▶ _About this exercise_
Retype the listing below, keeping every line the same.

*** Material supplied ***

use glam::UVec2;

use crate::surface::{RenderSurface, BYTES_PER_PIXEL};

/// Full-surface RGB readback taken at drag start.
///
/// The buffer length always equals `width * height * 3`.
#[derive(Debug, Clone, PartialEq, Eq)]
pub struct PixelSnapshot {
    size: UVec2,
    pixels: Vec<u8>,
}

impl PixelSnapshot {
    /// Read back the whole surface.
    ///
    /// Returns `None` when the surface hands back a buffer that does not
    /// match its reported size.
    pub fn capture(surface: &mut impl RenderSurface) -> Option<Self> {
        let size = surface.size();
        let full = surface.full_rect();
        let pixels = surface.read_pixels(full);
        let snapshot = Self::from_pixels(size, pixels);
        if snapshot.is_none() {
            log::warn!(
                "surface readback does not match its {}x{} size, ignoring",
                size.x,
                size.y
            );
        }
        snapshot
    }

    /// Wrap an existing buffer, checking its length against `size`.
    #[must_use]
    pub fn from_pixels(size: UVec2, pixels: Vec<u8>) -> Option<Self> {
        let expected = size.x as usize * size.y as usize * BYTES_PER_PIXEL;
        (pixels.len() == expected).then_some(Self { size, pixels })
    }

    /// Snapshot size in pixels.
    #[must_use]
    pub fn size(&self) -> UVec2 {
        self.size
    }

    /// Captured pixel data.
    #[must_use]
    pub fn pixels(&self) -> &[u8] {
        &self.pixels
    }

    /// Whether the snapshot still describes a surface of `size`.
    #[must_use]
    pub fn matches(&self, size: UVec2) -> bool {
        self.size == size
    }
}

#[cfg(test)]
mod tests {
    use super::*;
    use crate::surface::SoftwareSurface;

    #[test]
    fn capture_copies_surface() {
        let mut surface = SoftwareSurface::from_fn(5, 4, |x, y| [x as u8, y as u8, 0]);
        let snapshot = PixelSnapshot::capture(&mut surface).unwrap();
        assert_eq!(snapshot.size(), UVec2::new(5, 4));
        assert_eq!(snapshot.pixels(), surface.pixels());
        assert!(snapshot.matches(UVec2::new(5, 4)));
        assert!(!snapshot.matches(UVec2::new(4, 5)));
    }

    #[test]
    fn from_pixels_rejects_wrong_length() {
        assert!(PixelSnapshot::from_pixels(UVec2::new(2, 2), vec![0; 11]).is_none());
        assert!(PixelSnapshot::from_pixels(UVec2::new(2, 2), vec![0; 12]).is_some());
    }
}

***

▶ _Written answer_
use glam::UVec2;

use crate::surface::{RenderSurface, BYTES_PER_PIXEL};

/// Full-surface RGB readback taken at drag start.
///
/// The buffer length always equals `width * height * 3`.
#[derive(Debug, Clone, PartialEq, Eq)]
pub struct PixelSnapshot {
    size: UVec2,
    pixels: Vec<u8>,
}

impl PixelSnapshot {
    /// Read back the whole surface.
    ///
    /// Returns `None` when the surface hands back a buffer that does not
    /// match its reported size.
    pub fn capture(surface: &mut impl RenderSurface) -> Option<Self> {
        let size = surface.size();
        let full = surface.full_rect();
        let pixels = surface.read_pixels(full);
        let snapshot = Self::from_pixels(size, pixels);
        if snapshot.is_none() {
            log::warn!(
                "surface readback does not match its {}x{} size, ignoring",
                size.x,
                size.y
            );
        }
        snapshot
    }

    /// Wrap an existing buffer, checking its length against `size`.
    #[must_use]
    pub fn from_pixels(size: UVec2, pixels: Vec<u8>) -> Option<Self> {
        let expected = size.x as usize * size.y as usize * BYTES_PER_PIXEL;
        (pixels.len() == expected).then_some(Self { size, pixels })
    }

    /// Snapshot size in pixels.
    #[must_use]
    pub fn size(&self) -> UVec2 {
        self.size
    }

    /// Captured pixel data.
    #[must_use]
    pub fn pixels(&self) -> &[u8] {
        &self.pixels
    }

    /// Whether the snapshot still describes a surface of `size`.
    #[must_use]
    pub fn matches(&self, size: UVec2) -> bool {
        self.size == size
    }
}

#[cfg(test)]
mod tests {
    use super::*;
    use crate::surface::SoftwareSurface;

    #[test]
    fn capture_copies_surface() {
        let mut surface = SoftwareSurface::from_fn(5, 4, |x, y| [x as u8, y as u8, 0]);
        let snapshot = PixelSnapshot::capture(&mut surface).unwrap();
        assert_eq!(snapshot.size(), UVec2::new(5, 4));
        assert_eq!(snapshot.pixels(), surface.pixels());
        assert!(snapshot.matches(UVec2::new(5, 4)));
        assert!(!snapshot.matches(UVec2::new(4, 5)));
    }

    #[test]
    fn from_pixels_rejects_wrong_length() {
        assert!(PixelSnapshot::from_pixels(UVec2::new(2, 2), vec![0; 11]).is_none());
        assert!(PixelSnapshot::from_pixels(UVec2::new(2, 2), vec![0; 12]).is_some());
    }
}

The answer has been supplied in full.